[Dataset entries]
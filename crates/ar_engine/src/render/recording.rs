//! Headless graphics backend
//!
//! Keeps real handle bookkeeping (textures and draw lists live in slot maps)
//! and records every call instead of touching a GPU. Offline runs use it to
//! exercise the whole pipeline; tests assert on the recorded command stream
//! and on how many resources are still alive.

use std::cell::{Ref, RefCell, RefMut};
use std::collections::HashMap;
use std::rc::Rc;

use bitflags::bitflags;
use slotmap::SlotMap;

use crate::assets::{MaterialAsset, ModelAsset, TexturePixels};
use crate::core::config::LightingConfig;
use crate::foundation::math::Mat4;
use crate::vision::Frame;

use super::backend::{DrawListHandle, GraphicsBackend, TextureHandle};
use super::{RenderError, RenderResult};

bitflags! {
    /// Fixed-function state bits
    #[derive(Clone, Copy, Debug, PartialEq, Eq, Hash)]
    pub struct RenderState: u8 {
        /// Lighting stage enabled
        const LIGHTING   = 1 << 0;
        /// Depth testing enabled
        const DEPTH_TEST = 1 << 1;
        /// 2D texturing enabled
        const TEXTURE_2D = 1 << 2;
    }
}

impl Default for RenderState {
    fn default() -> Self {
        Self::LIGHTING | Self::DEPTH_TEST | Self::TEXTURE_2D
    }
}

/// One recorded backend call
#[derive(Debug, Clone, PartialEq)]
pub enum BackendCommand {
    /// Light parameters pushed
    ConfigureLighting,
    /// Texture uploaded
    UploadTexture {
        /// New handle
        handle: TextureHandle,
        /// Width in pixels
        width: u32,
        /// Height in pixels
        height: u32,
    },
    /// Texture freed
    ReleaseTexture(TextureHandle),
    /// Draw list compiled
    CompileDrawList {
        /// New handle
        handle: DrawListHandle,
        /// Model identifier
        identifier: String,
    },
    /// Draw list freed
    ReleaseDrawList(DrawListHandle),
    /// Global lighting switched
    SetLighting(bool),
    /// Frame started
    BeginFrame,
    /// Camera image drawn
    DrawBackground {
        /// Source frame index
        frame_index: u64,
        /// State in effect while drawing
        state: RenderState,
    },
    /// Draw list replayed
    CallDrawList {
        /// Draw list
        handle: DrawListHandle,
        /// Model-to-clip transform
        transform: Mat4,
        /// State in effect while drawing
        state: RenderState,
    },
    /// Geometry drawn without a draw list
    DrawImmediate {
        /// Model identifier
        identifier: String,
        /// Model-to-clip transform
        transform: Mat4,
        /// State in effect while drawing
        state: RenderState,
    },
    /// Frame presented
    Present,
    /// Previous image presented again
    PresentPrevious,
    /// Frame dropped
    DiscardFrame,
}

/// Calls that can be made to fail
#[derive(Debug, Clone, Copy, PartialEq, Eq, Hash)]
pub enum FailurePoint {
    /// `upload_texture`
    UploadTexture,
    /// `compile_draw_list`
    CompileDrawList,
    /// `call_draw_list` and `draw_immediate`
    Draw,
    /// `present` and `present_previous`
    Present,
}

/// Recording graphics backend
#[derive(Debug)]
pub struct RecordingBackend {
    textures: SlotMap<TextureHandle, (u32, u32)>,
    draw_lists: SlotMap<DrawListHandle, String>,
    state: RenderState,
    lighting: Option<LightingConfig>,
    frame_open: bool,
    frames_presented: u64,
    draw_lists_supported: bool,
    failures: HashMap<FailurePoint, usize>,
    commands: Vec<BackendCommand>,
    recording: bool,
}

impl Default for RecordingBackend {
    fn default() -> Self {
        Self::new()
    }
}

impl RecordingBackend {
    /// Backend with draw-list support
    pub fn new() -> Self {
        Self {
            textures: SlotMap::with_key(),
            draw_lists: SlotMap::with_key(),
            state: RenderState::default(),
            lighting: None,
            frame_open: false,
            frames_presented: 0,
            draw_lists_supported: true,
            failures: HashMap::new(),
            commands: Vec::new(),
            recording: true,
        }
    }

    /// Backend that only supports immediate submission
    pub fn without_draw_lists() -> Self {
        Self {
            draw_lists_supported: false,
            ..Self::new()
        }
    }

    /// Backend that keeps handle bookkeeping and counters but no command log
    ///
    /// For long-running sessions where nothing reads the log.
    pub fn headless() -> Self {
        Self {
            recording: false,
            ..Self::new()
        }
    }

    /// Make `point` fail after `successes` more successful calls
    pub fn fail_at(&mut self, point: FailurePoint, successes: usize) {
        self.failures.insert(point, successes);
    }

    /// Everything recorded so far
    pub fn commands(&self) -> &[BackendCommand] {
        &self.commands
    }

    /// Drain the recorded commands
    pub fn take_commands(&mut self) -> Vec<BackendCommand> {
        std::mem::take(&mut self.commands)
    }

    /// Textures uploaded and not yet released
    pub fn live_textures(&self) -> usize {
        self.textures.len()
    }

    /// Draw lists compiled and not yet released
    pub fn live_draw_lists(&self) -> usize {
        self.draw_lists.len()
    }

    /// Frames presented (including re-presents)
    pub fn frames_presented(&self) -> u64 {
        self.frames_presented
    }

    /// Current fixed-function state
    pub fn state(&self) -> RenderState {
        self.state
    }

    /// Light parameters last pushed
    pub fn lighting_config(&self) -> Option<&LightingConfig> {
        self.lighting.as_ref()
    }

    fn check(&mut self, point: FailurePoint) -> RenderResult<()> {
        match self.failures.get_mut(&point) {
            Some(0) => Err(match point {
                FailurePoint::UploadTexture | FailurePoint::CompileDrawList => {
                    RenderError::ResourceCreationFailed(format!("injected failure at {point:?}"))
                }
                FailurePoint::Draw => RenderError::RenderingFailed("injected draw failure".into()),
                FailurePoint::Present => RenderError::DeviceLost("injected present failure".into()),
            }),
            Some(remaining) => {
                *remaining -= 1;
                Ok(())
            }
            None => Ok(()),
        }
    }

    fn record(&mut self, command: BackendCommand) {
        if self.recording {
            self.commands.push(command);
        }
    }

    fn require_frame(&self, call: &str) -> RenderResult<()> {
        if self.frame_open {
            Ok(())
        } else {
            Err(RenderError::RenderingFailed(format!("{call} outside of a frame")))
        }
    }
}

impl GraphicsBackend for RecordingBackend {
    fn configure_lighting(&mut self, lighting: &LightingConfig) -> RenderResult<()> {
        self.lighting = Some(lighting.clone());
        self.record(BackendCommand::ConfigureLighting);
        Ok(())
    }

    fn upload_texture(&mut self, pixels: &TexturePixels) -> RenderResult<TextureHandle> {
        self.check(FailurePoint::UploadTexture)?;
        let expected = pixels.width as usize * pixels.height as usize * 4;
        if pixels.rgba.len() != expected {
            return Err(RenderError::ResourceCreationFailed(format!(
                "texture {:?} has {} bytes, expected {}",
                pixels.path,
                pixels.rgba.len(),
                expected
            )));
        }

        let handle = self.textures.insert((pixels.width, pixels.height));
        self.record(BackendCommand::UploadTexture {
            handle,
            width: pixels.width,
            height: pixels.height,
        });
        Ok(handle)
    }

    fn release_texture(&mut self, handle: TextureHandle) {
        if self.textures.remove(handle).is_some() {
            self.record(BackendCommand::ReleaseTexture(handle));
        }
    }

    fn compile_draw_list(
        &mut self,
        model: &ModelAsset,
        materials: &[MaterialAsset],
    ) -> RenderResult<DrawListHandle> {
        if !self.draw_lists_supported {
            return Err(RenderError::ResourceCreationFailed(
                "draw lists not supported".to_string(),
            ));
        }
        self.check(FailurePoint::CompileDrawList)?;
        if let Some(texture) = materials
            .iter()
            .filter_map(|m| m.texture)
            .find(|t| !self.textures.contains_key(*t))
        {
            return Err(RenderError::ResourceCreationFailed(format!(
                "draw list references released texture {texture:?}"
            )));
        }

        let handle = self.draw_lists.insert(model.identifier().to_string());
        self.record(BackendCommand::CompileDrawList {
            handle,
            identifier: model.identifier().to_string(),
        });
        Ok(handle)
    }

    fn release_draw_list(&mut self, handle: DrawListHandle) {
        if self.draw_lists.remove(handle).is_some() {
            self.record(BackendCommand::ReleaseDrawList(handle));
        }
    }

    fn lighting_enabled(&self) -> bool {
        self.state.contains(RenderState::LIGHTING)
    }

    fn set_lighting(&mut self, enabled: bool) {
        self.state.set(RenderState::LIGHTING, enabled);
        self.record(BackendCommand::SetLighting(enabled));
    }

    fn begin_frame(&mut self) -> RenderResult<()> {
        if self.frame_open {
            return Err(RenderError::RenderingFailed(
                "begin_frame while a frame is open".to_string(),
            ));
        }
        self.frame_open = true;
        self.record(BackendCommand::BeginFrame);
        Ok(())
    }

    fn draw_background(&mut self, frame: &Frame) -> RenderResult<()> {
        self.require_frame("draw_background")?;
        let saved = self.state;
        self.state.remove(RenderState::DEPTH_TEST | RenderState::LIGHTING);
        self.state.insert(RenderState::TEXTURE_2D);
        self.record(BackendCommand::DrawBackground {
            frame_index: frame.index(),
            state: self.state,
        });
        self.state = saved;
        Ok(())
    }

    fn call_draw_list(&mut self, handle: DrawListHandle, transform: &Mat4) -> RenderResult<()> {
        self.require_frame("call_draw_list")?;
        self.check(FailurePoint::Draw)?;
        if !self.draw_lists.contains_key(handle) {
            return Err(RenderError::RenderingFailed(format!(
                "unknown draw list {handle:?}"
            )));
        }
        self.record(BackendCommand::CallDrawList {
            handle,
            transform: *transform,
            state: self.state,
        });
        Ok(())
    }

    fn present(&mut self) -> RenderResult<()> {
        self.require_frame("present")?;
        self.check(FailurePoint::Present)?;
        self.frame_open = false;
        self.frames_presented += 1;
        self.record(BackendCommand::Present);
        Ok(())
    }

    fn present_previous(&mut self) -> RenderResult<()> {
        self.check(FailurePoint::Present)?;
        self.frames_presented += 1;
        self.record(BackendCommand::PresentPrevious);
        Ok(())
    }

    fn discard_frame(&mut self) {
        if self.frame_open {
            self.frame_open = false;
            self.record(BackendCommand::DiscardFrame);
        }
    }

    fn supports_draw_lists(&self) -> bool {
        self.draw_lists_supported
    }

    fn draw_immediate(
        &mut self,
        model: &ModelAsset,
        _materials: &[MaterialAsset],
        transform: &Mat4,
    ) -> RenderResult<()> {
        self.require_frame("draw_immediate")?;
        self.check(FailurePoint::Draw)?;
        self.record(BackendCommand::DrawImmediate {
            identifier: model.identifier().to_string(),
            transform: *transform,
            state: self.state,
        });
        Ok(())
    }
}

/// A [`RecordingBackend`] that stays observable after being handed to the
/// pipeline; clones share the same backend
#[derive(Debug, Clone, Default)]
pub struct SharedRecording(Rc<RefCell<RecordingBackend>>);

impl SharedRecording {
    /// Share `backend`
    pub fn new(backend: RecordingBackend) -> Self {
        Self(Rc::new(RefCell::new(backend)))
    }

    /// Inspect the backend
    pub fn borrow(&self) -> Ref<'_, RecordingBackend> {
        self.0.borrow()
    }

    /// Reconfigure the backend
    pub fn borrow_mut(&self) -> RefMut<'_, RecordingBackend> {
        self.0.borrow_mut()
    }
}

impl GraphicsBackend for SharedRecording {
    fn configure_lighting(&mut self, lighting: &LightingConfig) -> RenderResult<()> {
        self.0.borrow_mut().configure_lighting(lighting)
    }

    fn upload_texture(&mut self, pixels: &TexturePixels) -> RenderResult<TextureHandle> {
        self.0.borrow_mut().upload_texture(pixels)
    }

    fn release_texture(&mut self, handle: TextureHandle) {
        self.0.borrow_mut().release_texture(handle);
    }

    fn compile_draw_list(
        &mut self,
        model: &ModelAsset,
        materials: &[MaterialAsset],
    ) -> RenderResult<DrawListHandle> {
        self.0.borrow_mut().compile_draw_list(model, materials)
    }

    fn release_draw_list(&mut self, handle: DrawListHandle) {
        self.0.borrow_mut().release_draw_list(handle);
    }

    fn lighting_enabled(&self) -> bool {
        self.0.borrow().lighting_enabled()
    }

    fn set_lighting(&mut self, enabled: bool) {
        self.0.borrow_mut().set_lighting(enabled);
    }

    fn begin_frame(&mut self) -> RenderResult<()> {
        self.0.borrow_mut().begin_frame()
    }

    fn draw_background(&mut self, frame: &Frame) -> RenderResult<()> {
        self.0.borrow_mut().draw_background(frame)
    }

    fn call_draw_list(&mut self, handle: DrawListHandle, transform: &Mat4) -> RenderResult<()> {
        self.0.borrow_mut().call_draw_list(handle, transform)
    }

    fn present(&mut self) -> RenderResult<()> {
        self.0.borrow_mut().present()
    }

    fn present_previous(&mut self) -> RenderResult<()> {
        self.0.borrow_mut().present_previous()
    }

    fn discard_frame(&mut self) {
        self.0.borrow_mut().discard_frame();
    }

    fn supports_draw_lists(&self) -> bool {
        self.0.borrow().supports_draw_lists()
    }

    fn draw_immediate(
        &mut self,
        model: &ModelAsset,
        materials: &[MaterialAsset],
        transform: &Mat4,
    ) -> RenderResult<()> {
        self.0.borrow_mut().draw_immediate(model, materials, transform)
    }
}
* * *
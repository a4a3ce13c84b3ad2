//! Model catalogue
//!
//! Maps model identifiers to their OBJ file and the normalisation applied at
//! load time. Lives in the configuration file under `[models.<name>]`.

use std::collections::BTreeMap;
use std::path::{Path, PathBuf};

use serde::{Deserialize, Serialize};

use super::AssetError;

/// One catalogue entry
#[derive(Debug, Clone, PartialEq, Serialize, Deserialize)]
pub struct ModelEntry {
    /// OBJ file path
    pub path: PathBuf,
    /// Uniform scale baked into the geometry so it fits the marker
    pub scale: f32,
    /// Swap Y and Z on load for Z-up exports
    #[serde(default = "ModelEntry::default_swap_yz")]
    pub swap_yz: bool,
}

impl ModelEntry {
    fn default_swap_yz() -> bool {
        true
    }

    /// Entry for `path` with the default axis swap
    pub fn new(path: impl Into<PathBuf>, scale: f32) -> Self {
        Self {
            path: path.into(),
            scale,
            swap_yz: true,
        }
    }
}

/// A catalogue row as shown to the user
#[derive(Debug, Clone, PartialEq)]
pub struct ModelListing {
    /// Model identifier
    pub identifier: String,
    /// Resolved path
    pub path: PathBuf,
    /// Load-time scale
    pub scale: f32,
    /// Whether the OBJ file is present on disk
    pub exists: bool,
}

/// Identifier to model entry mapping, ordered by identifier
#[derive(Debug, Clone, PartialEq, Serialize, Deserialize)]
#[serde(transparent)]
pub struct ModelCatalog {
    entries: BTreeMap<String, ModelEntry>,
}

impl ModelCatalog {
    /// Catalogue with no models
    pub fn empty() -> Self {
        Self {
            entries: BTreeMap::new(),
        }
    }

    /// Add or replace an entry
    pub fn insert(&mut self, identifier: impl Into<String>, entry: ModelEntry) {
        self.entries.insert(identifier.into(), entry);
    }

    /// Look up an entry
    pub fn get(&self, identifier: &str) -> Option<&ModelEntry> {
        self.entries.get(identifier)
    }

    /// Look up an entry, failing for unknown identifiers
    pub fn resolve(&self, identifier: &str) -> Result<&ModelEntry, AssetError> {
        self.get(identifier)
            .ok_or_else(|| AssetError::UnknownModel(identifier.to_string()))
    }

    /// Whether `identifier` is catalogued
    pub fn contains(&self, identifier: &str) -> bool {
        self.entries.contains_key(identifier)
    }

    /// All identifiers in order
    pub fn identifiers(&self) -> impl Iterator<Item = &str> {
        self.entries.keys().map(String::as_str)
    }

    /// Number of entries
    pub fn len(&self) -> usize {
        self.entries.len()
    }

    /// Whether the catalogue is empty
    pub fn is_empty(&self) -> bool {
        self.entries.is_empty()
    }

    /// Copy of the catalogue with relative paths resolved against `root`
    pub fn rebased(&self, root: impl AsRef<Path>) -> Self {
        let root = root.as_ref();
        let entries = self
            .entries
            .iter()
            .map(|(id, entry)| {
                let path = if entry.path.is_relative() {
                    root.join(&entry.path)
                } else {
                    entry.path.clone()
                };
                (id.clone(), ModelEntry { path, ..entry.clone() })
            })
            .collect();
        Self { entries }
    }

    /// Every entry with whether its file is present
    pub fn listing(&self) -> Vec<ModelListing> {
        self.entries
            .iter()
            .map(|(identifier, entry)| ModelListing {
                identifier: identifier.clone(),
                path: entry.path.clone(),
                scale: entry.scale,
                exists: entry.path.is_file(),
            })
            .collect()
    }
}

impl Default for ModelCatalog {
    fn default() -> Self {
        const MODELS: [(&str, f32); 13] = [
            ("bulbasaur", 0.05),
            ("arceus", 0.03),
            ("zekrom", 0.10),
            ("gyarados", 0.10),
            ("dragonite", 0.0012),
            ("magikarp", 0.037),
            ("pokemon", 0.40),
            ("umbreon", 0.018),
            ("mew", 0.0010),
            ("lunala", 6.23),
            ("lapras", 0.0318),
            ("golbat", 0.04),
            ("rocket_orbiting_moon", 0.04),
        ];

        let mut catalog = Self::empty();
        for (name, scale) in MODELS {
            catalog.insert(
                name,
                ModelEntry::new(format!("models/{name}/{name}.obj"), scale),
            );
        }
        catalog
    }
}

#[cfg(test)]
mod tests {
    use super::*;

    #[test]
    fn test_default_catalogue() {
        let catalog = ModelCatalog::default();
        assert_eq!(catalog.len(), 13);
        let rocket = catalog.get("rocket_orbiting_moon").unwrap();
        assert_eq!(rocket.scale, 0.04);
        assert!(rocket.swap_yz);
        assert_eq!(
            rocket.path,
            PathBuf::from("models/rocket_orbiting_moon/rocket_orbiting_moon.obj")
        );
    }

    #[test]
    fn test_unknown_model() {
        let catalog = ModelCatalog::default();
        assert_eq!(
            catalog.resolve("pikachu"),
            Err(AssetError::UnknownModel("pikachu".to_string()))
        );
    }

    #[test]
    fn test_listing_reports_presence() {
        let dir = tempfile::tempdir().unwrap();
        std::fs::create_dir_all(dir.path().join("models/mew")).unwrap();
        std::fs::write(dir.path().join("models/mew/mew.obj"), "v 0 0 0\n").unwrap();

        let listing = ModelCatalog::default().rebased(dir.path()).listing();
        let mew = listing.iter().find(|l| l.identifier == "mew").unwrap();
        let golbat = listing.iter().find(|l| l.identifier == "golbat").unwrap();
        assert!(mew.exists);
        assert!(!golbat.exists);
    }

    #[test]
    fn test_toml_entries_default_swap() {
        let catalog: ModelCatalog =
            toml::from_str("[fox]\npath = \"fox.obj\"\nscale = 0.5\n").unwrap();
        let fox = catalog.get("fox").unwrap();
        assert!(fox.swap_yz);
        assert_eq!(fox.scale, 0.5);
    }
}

- _Instructions for the task_
Return the lines of the records that include the string "HashMap".

- _Solution to the problem_
use std::collections::HashMap;
    failures: HashMap<FailurePoint, usize>,
            failures: HashMap::new(),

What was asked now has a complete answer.